Satellites
spot possible Malaysian plane debris off Australia
By Jane Wardell and Siva Govindasamy | Reuters – 18
minutes ago
By Jane Wardell and Siva
Govindasamy
SYDNEY/KUALA LUMPUR (Reuters) - Australian search aircraft are
investigating two objects spotted by satellite floating in the southern Indian
Ocean that could be debris from a Malaysian jetliner missing with 239 people on
board, Prime Minister Tony Abbott said on Thursday.
"I can confirm we have a new lead," Malaysian Transport
Minister Hishammuddin Hussein told reporters in Kuala Lumpur, where the
investigation into the missing airliner is based.
"I am meeting the Australian delegation now," he added.
we are waiting for some information."
Another official in Malaysia said investigators were "hopeful
but cautious" about the Australian discovery. The satellite images were
being reviewed and they were awaiting visual confirmation, the source said.

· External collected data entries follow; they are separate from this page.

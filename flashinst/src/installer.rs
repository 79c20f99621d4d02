//! Writing a payload to a fixed path on the flash volume.
//!
//! [`install_file`] is the typed operation: check the payload fits, create or
//! truncate the target, write every byte, commit the directory entry. [`FlashContentInstaller`]
//! wraps it for startup code: failures become one diagnostic line and an
//! [`InstallOutcome`], never a panic or a propagated error.

use std::io::{self, Seek, SeekFrom, Write};

use fatfs::{File, ReadWriteSeek};
use log::{debug, trace};

use crate::diagnostics::{DiagnosticSink, LogSink};
use crate::error::{InstallError, InstallPhase};
use crate::payload::Payload;
use crate::volume::{FlashVolume, MountOptions};

/// Options for a single install.
#[derive(Debug, Clone, Copy, Default, PartialEq, Eq)]
pub struct InstallOptions {
    create_parents: bool,
}

impl InstallOptions {
    /// Default options: parent directories must already exist.
    pub fn new() -> Self {
        Self::default()
    }

    /// Create missing parent directories before opening the target.
    pub fn create_parents(mut self, enabled: bool) -> Self {
        self.create_parents = enabled;
        self
    }
}

/// Result of a successful install.
#[derive(Debug, Clone, PartialEq, Eq)]
pub struct InstallReport {
    /// Path as requested.
    pub path: String,
    /// Bytes now stored in the file.
    pub bytes_written: usize,
}

/// Installs `contents` at `path`, replacing whatever was there.
///
/// The target's parent directory must exist. See [`install_file_with`].
pub fn install_file<D: ReadWriteSeek>(
    volume: &FlashVolume<D>,
    path: &str,
    contents: &[u8],
) -> Result<InstallReport, InstallError> {
    install_file_with(volume, path, contents, &InstallOptions::default())
}

/// Installs `contents` at `path` with explicit options.
///
/// # Errors
///
/// - [`InstallError::FileOpen`] if the path is invalid, a parent is missing,
///   the payload does not fit in the free space plus the space the current
///   file holds, or the entry cannot be created or truncated. The existing
///   file is left as it was.
/// - [`InstallError::Write`] if the flash fails or fewer than
///   `contents.len()` bytes are accepted after truncation.
/// - [`InstallError::Close`] if the final directory entry update fails.
pub fn install_file_with<D: ReadWriteSeek>(
    volume: &FlashVolume<D>,
    path: &str,
    contents: &[u8],
    options: &InstallOptions,
) -> Result<InstallReport, InstallError> {
    let mut file = open_truncated(volume, path, contents.len(), options).map_err(|source| {
        InstallError::FileOpen {
            path: path.to_owned(),
            source,
        }
    })?;
    trace!("{}: {}", path, InstallPhase::FileOpen);

    match write_all_counted(&mut file, contents) {
        Ok(n) if n == contents.len() => {}
        Ok(n) => {
            return Err(InstallError::Write {
                path: path.to_owned(),
                written: n,
                expected: contents.len(),
                source: None,
            });
        }
        Err((n, source)) => {
            return Err(InstallError::Write {
                path: path.to_owned(),
                written: n,
                expected: contents.len(),
                source: Some(source),
            });
        }
    }
    trace!("{}: {}", path, InstallPhase::Written);

    file.flush().map_err(|source| InstallError::Close {
        path: path.to_owned(),
        source,
    })?;
    drop(file);

    debug!("Installed {} ({} bytes)", path, contents.len());
    Ok(InstallReport {
        path: path.to_owned(),
        bytes_written: contents.len(),
    })
}

/// Creates or truncates the target and commits the empty entry.
fn open_truncated<'a, D: ReadWriteSeek>(
    volume: &'a FlashVolume<D>,
    path: &str,
    len: usize,
    options: &InstallOptions,
) -> io::Result<File<'a, D>> {
    let relative = validate_path(path)?;
    ensure_fits(volume, relative, len)?;
    let root = volume.fs().root_dir();

    if options.create_parents {
        if let Some((parent, _)) = relative.rsplit_once('/') {
            create_dirs(&root, parent)?;
        }
    }

    let mut file = root.create_file(relative)?;
    file.truncate()?;
    file.flush()?;
    Ok(file)
}

/// Fails with `StorageFull` unless `len` bytes fit in the free clusters plus
/// the clusters the current file at `relative` would release.
fn ensure_fits<D: ReadWriteSeek>(
    volume: &FlashVolume<D>,
    relative: &str,
    len: usize,
) -> io::Result<()> {
    let stats = volume.fs().stats()?;
    let cluster_size = u64::from(stats.cluster_size());
    let current = match volume.fs().root_dir().open_file(relative) {
        Ok(mut file) => file.seek(SeekFrom::End(0))?,
        Err(e) if e.kind() == io::ErrorKind::NotFound => 0,
        Err(e) => return Err(e),
    };

    let needed = (len as u64).div_ceil(cluster_size);
    let available = u64::from(stats.free_clusters()) + current.div_ceil(cluster_size);
    trace!("{}: needs {} clusters, {} available", relative, needed, available);
    if needed > available {
        return Err(io::Error::new(
            io::ErrorKind::StorageFull,
            format!(
                "{} bytes do not fit in {} available bytes",
                len,
                available * cluster_size
            ),
        ));
    }
    Ok(())
}

/// Strips leading and trailing slashes and rejects empty or dot components.
fn validate_path(path: &str) -> io::Result<&str> {
    let relative = path.trim_matches('/');
    let bad = relative.is_empty()
        || relative
            .split('/')
            .any(|c| c.is_empty() || c == "." || c == "..");
    if bad {
        return Err(io::Error::new(
            io::ErrorKind::InvalidInput,
            format!("invalid file path '{}'", path),
        ));
    }
    Ok(relative)
}

fn create_dirs<D: ReadWriteSeek>(root: &fatfs::Dir<'_, D>, parent: &str) -> io::Result<()> {
    let mut end = 0;
    for component in parent.split('/') {
        end += component.len();
        // create_dir opens the directory when it already exists
        root.create_dir(&parent[..end])?;
        end += 1;
    }
    Ok(())
}

/// Writes until `contents` is exhausted or the file stops accepting bytes.
fn write_all_counted<W: Write>(file: &mut W, contents: &[u8]) -> Result<usize, (usize, io::Error)> {
    let mut written = 0;
    while written < contents.len() {
        match file.write(&contents[written..]) {
            Ok(0) => break,
            Ok(n) => written += n,
            Err(e) if e.kind() == io::ErrorKind::Interrupted => {}
            Err(e) => return Err((written, e)),
        }
    }
    Ok(written)
}

/// What a startup install amounted to.
#[derive(Debug)]
pub enum InstallOutcome {
    /// The payload is on the volume.
    Installed(InstallReport),
    /// Setup stopped early; the diagnostic has already been reported.
    Failed(InstallError),
}

impl InstallOutcome {
    /// Whether the payload was installed.
    pub fn is_installed(&self) -> bool {
        matches!(self, Self::Installed(_))
    }

    /// Phase reached: `Closed` on success.
    pub fn phase(&self) -> InstallPhase {
        match self {
            Self::Installed(_) => InstallPhase::Closed,
            Self::Failed(e) => e.phase(),
        }
    }

    /// The failure, if any.
    pub fn error(&self) -> Option<&InstallError> {
        match self {
            Self::Installed(_) => None,
            Self::Failed(e) => Some(e),
        }
    }
}

/// Volume and install result from [`FlashContentInstaller::setup`].
#[derive(Debug)]
pub struct Startup<D: ReadWriteSeek> {
    /// The mounted volume, kept for the rest of the program.
    pub volume: Option<FlashVolume<D>>,
    /// How the install went.
    pub outcome: InstallOutcome,
}

/// Startup storage setup: mount the flash volume and install one payload.
///
/// Failures are reported once through the sink and returned as data.
///
/// # Examples
///
/// ```
/// use flashinst::{FlashContentInstaller, MountOptions, Payload, flash_device};
/// use flashinst_adapters::{MemoryFlash, NorFlashConfig};
///
/// let mut flash = MemoryFlash::new(256 * 1024);
/// let device = flash_device(&mut flash, NorFlashConfig::whole(256 * 1024)).unwrap();
///
/// let mut diagnostics = Vec::new();
/// let mut installer = FlashContentInstaller::with_sink(MountOptions::new(), &mut diagnostics);
/// let startup = installer.setup(device, &Payload::new("/game.js", b"x".as_slice()));
///
/// assert!(startup.outcome.is_installed());
/// drop(installer);
/// assert!(diagnostics.is_empty());
/// ```
#[derive(Debug)]
pub struct FlashContentInstaller<S = LogSink> {
    mount: MountOptions,
    install: InstallOptions,
    sink: S,
}

impl FlashContentInstaller<LogSink> {
    /// Installer reporting through `log::error!`.
    pub fn new(mount: MountOptions) -> Self {
        Self::with_sink(mount, LogSink)
    }
}

impl<S: DiagnosticSink> FlashContentInstaller<S> {
    /// Installer reporting through `sink`.
    pub fn with_sink(mount: MountOptions, sink: S) -> Self {
        Self {
            mount,
            install: InstallOptions::default(),
            sink,
        }
    }

    /// Replaces the per-install options.
    pub fn install_options(mut self, options: InstallOptions) -> Self {
        self.install = options;
        self
    }

    /// Mount options in use.
    pub fn mount_options(&self) -> &MountOptions {
        &self.mount
    }

    /// The diagnostic sink.
    pub fn sink(&self) -> &S {
        &self.sink
    }

    /// Consumes the installer, returning its sink.
    pub fn into_sink(self) -> S {
        self.sink
    }

    /// Mounts `device`, formatting it if allowed. Reports and returns `None`
    /// on failure.
    pub fn mount<D: ReadWriteSeek>(&mut self, device: D) -> Option<FlashVolume<D>> {
        match FlashVolume::mount(device, &self.mount) {
            Ok(volume) => Some(volume),
            Err(e) => {
                self.report(&InstallError::Mount(e));
                None
            }
        }
    }

    /// Installs `payload` on an already mounted volume.
    pub fn install<D: ReadWriteSeek>(
        &mut self,
        volume: &FlashVolume<D>,
        payload: &Payload<'_>,
    ) -> InstallOutcome {
        match install_file_with(volume, payload.path(), payload.contents(), &self.install) {
            Ok(report) => InstallOutcome::Installed(report),
            Err(e) => {
                self.report(&e);
                InstallOutcome::Failed(e)
            }
        }
    }

    /// Mounts `device` and installs `payload` on it.
    pub fn setup<D: ReadWriteSeek>(&mut self, device: D, payload: &Payload<'_>) -> Startup<D> {
        match FlashVolume::mount(device, &self.mount) {
            Ok(volume) => {
                let outcome = self.install(&volume, payload);
                Startup {
                    volume: Some(volume),
                    outcome,
                }
            }
            Err(e) => {
                let err = InstallError::Mount(e);
                self.report(&err);
                Startup {
                    volume: None,
                    outcome: InstallOutcome::Failed(err),
                }
            }
        }
    }

    fn report(&mut self, err: &InstallError) {
        self.sink.report(&err.to_string());
    }
}

#[cfg(test)]
mod tests {
    use super::*;
    use std::io::Cursor;

    fn volume() -> FlashVolume<Cursor<Vec<u8>>> {
        FlashVolume::mount(Cursor::new(vec![0xFF; 256 * 1024]), &MountOptions::new()).unwrap()
    }

    #[test]
    fn test_validate_path() {
        assert_eq!(validate_path("/game.js").unwrap(), "game.js");
        assert_eq!(validate_path("/www/game.js").unwrap(), "www/game.js");
        assert!(validate_path("/").is_err());
        assert!(validate_path("").is_err());
        assert!(validate_path("/a//b").is_err());
        assert!(validate_path("/../b").is_err());
    }

    #[test]
    fn test_write_all_counted_stops_on_zero() {
        let mut buf = [0u8; 4];
        let mut sink = &mut buf[..];
        assert_eq!(write_all_counted(&mut sink, b"abcdef").unwrap(), 4);
    }

    #[test]
    fn test_install_then_overwrite_shorter() {
        let vol = volume();
        install_file(&vol, "/game.js", b"a much longer first payload").unwrap();
        let report = install_file(&vol, "/game.js", b"short").unwrap();
        assert_eq!(report.bytes_written, 5);
        assert_eq!(vol.read_file("/game.js").unwrap(), b"short");
        assert_eq!(vol.file_len("/game.js").unwrap(), 5);
    }

    #[test]
    fn test_empty_payload_leaves_empty_file() {
        let vol = volume();
        install_file(&vol, "/game.js", b"old").unwrap();
        install_file(&vol, "/game.js", b"").unwrap();
        assert!(vol.exists("/game.js"));
        assert_eq!(vol.file_len("/game.js").unwrap(), 0);
    }

    #[test]
    fn test_missing_parent_is_open_error() {
        let vol = volume();
        let err = install_file(&vol, "/www/game.js", b"x").unwrap_err();
        assert!(matches!(err, InstallError::FileOpen { .. }));
        assert_eq!(err.phase(), InstallPhase::Mounted);
    }

    #[test]
    fn test_create_parents() {
        let vol = volume();
        let opts = InstallOptions::new().create_parents(true);
        install_file_with(&vol, "/www/js/game.js", b"x", &opts).unwrap();
        install_file_with(&vol, "/www/js/game.js", b"y", &opts).unwrap();
        assert_eq!(vol.read_file("/www/js/game.js").unwrap(), b"y");
        let names: Vec<_> = vol.list_dir("/www").unwrap().into_iter().map(|e| e.name).collect();
        assert_eq!(names, ["js"]);
    }

    #[test]
    fn test_payload_larger_than_volume_keeps_old_file() {
        let vol = volume();
        install_file(&vol, "/game.js", b"old").unwrap();
        let free = vol.stats().unwrap().free_bytes() as usize;

        let err = install_file(&vol, "/game.js", &vec![7u8; free + 4096]).unwrap_err();
        match &err {
            InstallError::FileOpen { source, .. } => {
                assert_eq!(source.kind(), io::ErrorKind::StorageFull);
            }
            other => panic!("unexpected error: {:?}", other),
        }
        assert_eq!(vol.read_file("/game.js").unwrap(), b"old");
    }

    #[test]
    fn test_replacement_may_reuse_old_clusters() {
        let vol = volume();
        let free = vol.stats().unwrap().free_bytes() as usize;
        install_file(&vol, "/game.js", &vec![1u8; free]).unwrap();
        assert_eq!(vol.stats().unwrap().free_clusters, 0);

        install_file(&vol, "/game.js", &vec![2u8; free]).unwrap();
        assert_eq!(vol.file_len("/game.js").unwrap(), free as u64);
    }

    #[test]
    fn test_directory_in_the_way_is_open_error() {
        let vol = volume();
        vol.fs().root_dir().create_dir("game.js").unwrap();
        let err = install_file(&vol, "/game.js", b"x").unwrap_err();
        assert!(matches!(err, InstallError::FileOpen { .. }));
    }
}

No confirmed wreckage from Malaysia Airlines Flight MH370 has been
found since it vanished from air traffic control screens off Malaysia's east
coast early on March 8, less than an hour after taking off from Kuala Lumpur
for Beijing.
"New and credible information has come to light in relation
to the search for Malaysia Airlines Flight MH370 in the southern Indian
Ocean," Abbott told the Australian parliament.
"The Australian Maritime Safety Authority (AMSA) has received
information based on satellite imagery of objects possibly related to the
search."
"Following specialist analysis of this satellite imagery, two
possible objects related to the search have been identified," he said.
Abbott said he had already spoken with his Malaysian counterpart
Najib Razak and cautioned that the objects had yet to be identified.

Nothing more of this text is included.